O conto de García Márquez, “O afogado mais bonito do mundo”, traça um homem nobre de espírito. Não é estranho que esse atributo abstrato apareça construído de maneira palpável como um homem grande, pesado, de semblante sereno e sincero. Conduzida seguramente por uma linearidade, a história fantástica se faz sem nenhuma estranheza, porém sua personagem, o afogado, é o ponto que leva ao estranhamento, não da fantasia, mas da realidade dura e rígida de um povoado.
A encenação de André Galarça, que segue tanto os termos quanto a sequência, possui, em minha opinião, pontos marcantes onde perde, onde ganha. No debate André falou de esse ser um trabalho ainda em busca de uma construção fixa (que também acaba por se alterar conforme as apresentações), por isso me atrevo a opinar como espectadora.
O cenário simples é realmente bom e agradável. Em comparação ao tempo em que ficamos em silêncios vazios, como quando o ator olha para seu público, as cenas com os baldes poderiam merecer maior duração, aproveitando que compõe a estética do palco tão bem. A imagem de as lágrimas sendo “retiradas” da água do balde e postas no rosto é tão encantadora que poderia ser explorada mais lentamente. O momento em que, antes de dar o texto, a personagem Povoado coloca as duas mãos bem abertas viradas para cima, joelhos e cotovelos dobrados e no rosto uma expressão de cansaço, é instigante, deseja-se saber o que é que está sendo carregado e o porquê daquele modo.

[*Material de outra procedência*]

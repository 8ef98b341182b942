use crate::core::DnsqError;
use crate::dns::message::Message;
use crate::dns::rdata::RecordRegistry;
use crate::dns::wire::ByteCursor;
use crate::net::{tls_client_config, TlsConfig};
use async_trait::async_trait;
use base64::engine::general_purpose::URL_SAFE_NO_PAD;
use base64::Engine;
use http::header::{ACCEPT, CONTENT_TYPE};
use http::{Method, Request, Response};
use std::fmt;
use std::str::FromStr;
use std::sync::Arc;
use std::time::Duration;

/// Media type of DNS wire format messages sent over HTTP (RFC 8484).
pub const DNS_MESSAGE_CONTENT_TYPE: &str = "application/dns-message";

/// HTTP method used to send DNS-over-HTTPS queries.
#[derive(Debug, Default, Copy, Clone, Eq, PartialEq, Hash)]
pub enum DohMethod {
    Get,
    #[default]
    Post,
}

impl FromStr for DohMethod {
    type Err = DnsqError;

    fn from_str(s: &str) -> Result<Self, Self::Err> {
        match s.to_uppercase().as_ref() {
            "GET" => Ok(DohMethod::Get),
            "POST" => Ok(DohMethod::Post),
            v => Err(DnsqError::configuration(format!("unsupported DoH method '{}'", v))),
        }
    }
}

/// Something that can perform a single HTTP round trip.
///
/// Errors reaching the server or reading the response should use `ErrorKind::Transport`
/// so that they are not mistaken for a server that doesn't speak DNS-over-HTTPS.
#[async_trait]
pub trait HttpClient: Send + Sync + fmt::Debug {
    async fn send(&self, req: Request<Vec<u8>>) -> Result<Response<Vec<u8>>, DnsqError>;
}

/// DNS-over-HTTPS endpoint along with the HTTP client used to reach it.
#[derive(Debug, Clone)]
pub struct DohConnection {
    uri: String,
    method: DohMethod,
    client: Arc<dyn HttpClient>,
}

impl DohConnection {
    pub fn new(uri: impl Into<String>, method: DohMethod, client: Arc<dyn HttpClient>) -> Self {
        Self {
            uri: uri.into(),
            method,
            client,
        }
    }

    pub fn uri(&self) -> &str {
        &self.uri
    }

    pub(crate) async fn exchange(
        &mut self,
        msg: &Message,
        bytes: &[u8],
        registry: &RecordRegistry,
    ) -> Result<Message, DnsqError> {
        let req = self.request(bytes)?;
        let res = self.client.send(req).await?;

        let status = res.status();
        if !status.is_success() {
            return Err(DnsqError::protocol(format!(
                "DoH server {} returned HTTP {}",
                self.uri, status
            )));
        }

        let content_type = res
            .headers()
            .get(CONTENT_TYPE)
            .and_then(|v| v.to_str().ok())
            .unwrap_or("");
        if !is_dns_message(content_type) {
            return Err(DnsqError::protocol(format!(
                "DoH server {} returned unexpected content type '{}'",
                self.uri, content_type
            )));
        }

        let res = Message::read_with_registry(registry, &mut ByteCursor::new(res.body()))?;
        if res.id() != msg.id() {
            Err(DnsqError::protocol(format!(
                "unexpected DNS MessageId; expected {}, got {}",
                msg.id(),
                res.id()
            )))
        } else {
            Ok(res)
        }
    }

    fn request(&self, bytes: &[u8]) -> Result<Request<Vec<u8>>, DnsqError> {
        let builder = Request::builder().header(ACCEPT, DNS_MESSAGE_CONTENT_TYPE);
        let req = match self.method {
            DohMethod::Get => {
                let uri = format!("{}?dns={}", self.uri, URL_SAFE_NO_PAD.encode(bytes));
                builder.method(Method::GET).uri(uri).body(Vec::new())
            }
            DohMethod::Post => builder
                .method(Method::POST)
                .uri(&self.uri)
                .header(CONTENT_TYPE, DNS_MESSAGE_CONTENT_TYPE)
                .body(bytes.to_vec()),
        };

        req.map_err(|e| DnsqError::configuration_cause(format!("invalid DoH URI {}", self.uri), e))
    }
}

fn is_dns_message(content_type: &str) -> bool {
    content_type
        .split(';')
        .next()
        .map(|t| t.trim().eq_ignore_ascii_case(DNS_MESSAGE_CONTENT_TYPE))
        .unwrap_or(false)
}

/// `HttpClient` implementation backed by `reqwest` using `rustls` for TLS.
#[derive(Debug, Clone)]
pub struct ReqwestClient {
    client: reqwest::Client,
}

impl ReqwestClient {
    pub async fn new(tls: &TlsConfig, timeout: Duration) -> Result<Self, DnsqError> {
        let tls_config = tls_client_config(tls).await?;
        let client = reqwest::Client::builder()
            .use_preconfigured_tls(tls_config)
            .timeout(timeout)
            .build()
            .map_err(|e| DnsqError::configuration_cause("unable to build HTTP client", e))?;

        Ok(Self { client })
    }
}

#[async_trait]
impl HttpClient for ReqwestClient {
    async fn send(&self, req: Request<Vec<u8>>) -> Result<Response<Vec<u8>>, DnsqError> {
        let uri = req.uri().to_string();
        let req = reqwest::Request::try_from(req)
            .map_err(|e| DnsqError::configuration_cause(format!("invalid DoH request {}", uri), e))?;

        let res = self
            .client
            .execute(req)
            .await
            .map_err(|e| DnsqError::transport_cause(format!("DoH request to {} failed", uri), e))?;

        let mut builder = Response::builder().status(res.status()).version(res.version());
        for (name, value) in res.headers() {
            builder = builder.header(name, value);
        }

        let body = res
            .bytes()
            .await
            .map_err(|e| DnsqError::transport_cause(format!("failed to read DoH response from {}", uri), e))?;

        builder
            .body(body.to_vec())
            .map_err(|e| DnsqError::protocol_cause(format!("invalid DoH response from {}", uri), e))
    }
}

O ritmo e a entonação do texto são dramáticos, por opção, o ator não utiliza as deixas de comicidade ou mesmo uma leitura mais suave e direta do texto. A luz segue essa linha, de azuis e brancos (também amarelos) intensos tenta levar do mar ao povoado, assim como a trilha sonora se faz grave. O detalhe para fazer o espectador irromper na imaginação não seria justamente sugerir? É uma possibilidade. E, em vários jogos de cena, a sugestão está ali, mas se perde; pode-se dizer que é um trabalho a alcançar um alto nível de beleza e qualidade, também pela ótima escolha do texto e pela possibilidade de leitura de algo que tem tudo para dar certo em palco. O espírito afogado chega justamente por não ter âncora, por estar à deriva, enquanto as vozes das personagens são bruscas em sua interpretação, como o corpo do homem. Como ler esse espírito, então, se ele é quem desperta o Povoado para sua realidade árida e sem flores? O trecho das forças ocultas do coração afogado desabotoando a camisa não merece, só ele, toda a leitura desse conto? É justamente o afogado que pode ser lido com mais calma e perícia para que toda a mudança depois dele seja compreendida e sentida pelo espectador.